His appeal is not for state-of-the-art facilities, but for healthcare centres capable of delivering the services they were built to provide.
“People are not asking for luxury hospitals. We simply want health centres where women can safely give birth and children can receive treatment.”
Healthcare experts argue that the conditions documented in Kano are symptomatic of a broader national challenge confronting Nigeria’s primary healthcare system.
Over the years, governments have introduced initiatives such as the Basic Health Care Provision Fund alongside donor-supported programmes aimed at revitalising primary healthcare. While some communities have benefited from renovated facilities and improved services, many rural clinics continue to struggle with ageing infrastructure, inadequate staffing, irregular drug supplies and weak maintenance systems that undermine long-term progress.
For a public health researcher at Bayero University, the issue extends beyond infrastructure to the choices that shape national development.
“No country develops by neglecting healthcare,” he said.
He argued that investment in primary healthcare should be viewed as a foundation for economic growth rather than simply another item of public expenditure.
“Healthy citizens are productive citizens. Every naira invested in primary healthcare produces long-term social and economic benefits.”
Reducing maternal mortality, he added, requires more than constructing new buildings.
“You need trained personnel, functioning equipment, regular drug supply, electricity, water and effective referral systems. These are basic requirements.”
His observations reinforce what healthcare professionals have consistently argued: meaningful reform depends not on isolated projects but on sustained investment in the systems that keep health facilities functioning long after official commissioning ceremonies have ended.
Ultimately, the debate sparked by public spending is about far more than budget lines or procurement figures. It is about the values reflected in national priorities and whether those priorities address the needs of citizens whose lives depend on functioning public services.
For policymakers, investment decisions are recorded in appropriation bills, expenditure reports and government accounts. For families in communities like Badari, however, those same decisions are measured differently—by whether a health centre has trained staff on duty, life-saving medicines on its shelves and the capacity to safely deliver a child.
Outside the Badari Primary Health Centre, Aisha Yusuf gently holds the child she nearly lost.
The debates unfolding in Abuja may appear distant from this quiet farming community, but their consequences are written into the lives of women like her, who depend on public healthcare at the most vulnerable moments of their lives.
Looking at her baby, she reflects on what she believes should never be considered a privilege.

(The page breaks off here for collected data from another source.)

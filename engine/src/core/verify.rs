//! Shell verification loop transitions and feedback formatting.
//!
//! Pure bookkeeping over [`PendingShellVerification`]: recording attempts,
//! deciding when to escalate or isolate, and rendering the messages the
//! caller sees. Command execution lives in the verification service.

use std::sync::LazyLock;

use regex::Regex;
use serde::{Deserialize, Serialize};

use crate::core::review::{ActionOutcome, GateAction, escalation_choices};
use crate::core::session::{PendingShellVerification, VerificationResult};

/// Captured stdout/stderr keep at most this many trailing characters.
pub const OUTPUT_TAIL_CHARS: usize = 5000;
/// Error output quoted in feedback is cut to this many characters.
pub const FEEDBACK_CHARS: usize = 2000;
pub const DEFAULT_ISOLATION_THRESHOLD: u32 = 3;
/// Environment flag marking a spawned isolated verifier.
pub const SPAWNED_ENV: &str = "RALPH_SPAWNED";
pub const SESSION_ENV: &str = "RALPH_SESSION_ID";
/// Attempt records kept per verification, oldest dropped first.
pub const MAX_ATTEMPT_HISTORY: usize = 10;
const INSIGHT_CHARS: usize = 200;
const ERROR_SUMMARY_CHARS: usize = 150;

/// Statements that carry a takeaway, strongest first.
static LESSON_PATTERNS: LazyLock<Vec<Regex>> = LazyLock::new(|| {
    [
        r"(?im)\bI (?:now )?(?:realize|understand|see) (?:that )?([^.\n]+)",
        r"(?im)\b(?:the )?(?:root )?(?:cause|issue|problem|bug) (?:is|was|seems to be) ([^.\n]+)",
        r"(?im)\b(?:the )?(?:solution|fix|answer) (?:is|was|requires) ([^.\n]+)",
        r"(?im)\b(?:this|that) (?:means|indicates|suggests) ([^.\n]+)",
        r"(?im)\b(?:it )?(?:turns out|appears) (?:that )?([^.\n]+)",
        r"(?im)\b(?:noticed|found|discovered) (?:that )?([^.\n]+)",
        r"(?im)\b(?:test|build|lint|check) (?:fails|failed) (?:because|due to|with) ([^.\n]+)",
        r"(?im)^\s*(?:error|warning)(?:\[\w+\])?: ([^\n]+)",
    ]
    .iter()
    .map(|p| Regex::new(p).expect("lesson regex should compile"))
    .collect()
});

/// Statements describing what was changed.
static APPROACH_PATTERNS: LazyLock<Vec<Regex>> = LazyLock::new(|| {
    [
        r"(?im)\bI (?:tried|attempted|changed|modified|updated|added|removed|fixed|refactored) ([^.\n]+)",
        r"(?im)\b(?:the )?(?:change|fix) (?:I made |was )([^.\n]+)",
        r"(?im)^\s*(?:let me|I'll|I will) ([^.\n]+)",
    ]
    .iter()
    .map(|p| Regex::new(p).expect("approach regex should compile"))
    .collect()
});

“We vote like every other Nigerian,” she said quietly.
“We don’t want expensive things. We only want hospitals that work.”
She paused before delivering a final appeal that echoes far beyond Badari.
“No mother should have to deliver her baby on the floor while billions of naira are being spent elsewhere.”
Her words are more than a mother’s plea; they are an indictment of a system in which the distance between political promises and lived reality continues to be measured in preventable suffering. The story of Badari is, ultimately, not only about one neglected clinic or one difficult childbirth. It is about the choices a nation makes, the priorities it rewards and the people it leaves waiting. Until public investment is judged not by the value of government convoys but by the safety of delivery rooms, the strength of rural health centres and the lives they save, mothers like Aisha will continue to bear the true cost of Nigeria’s healthcare divide.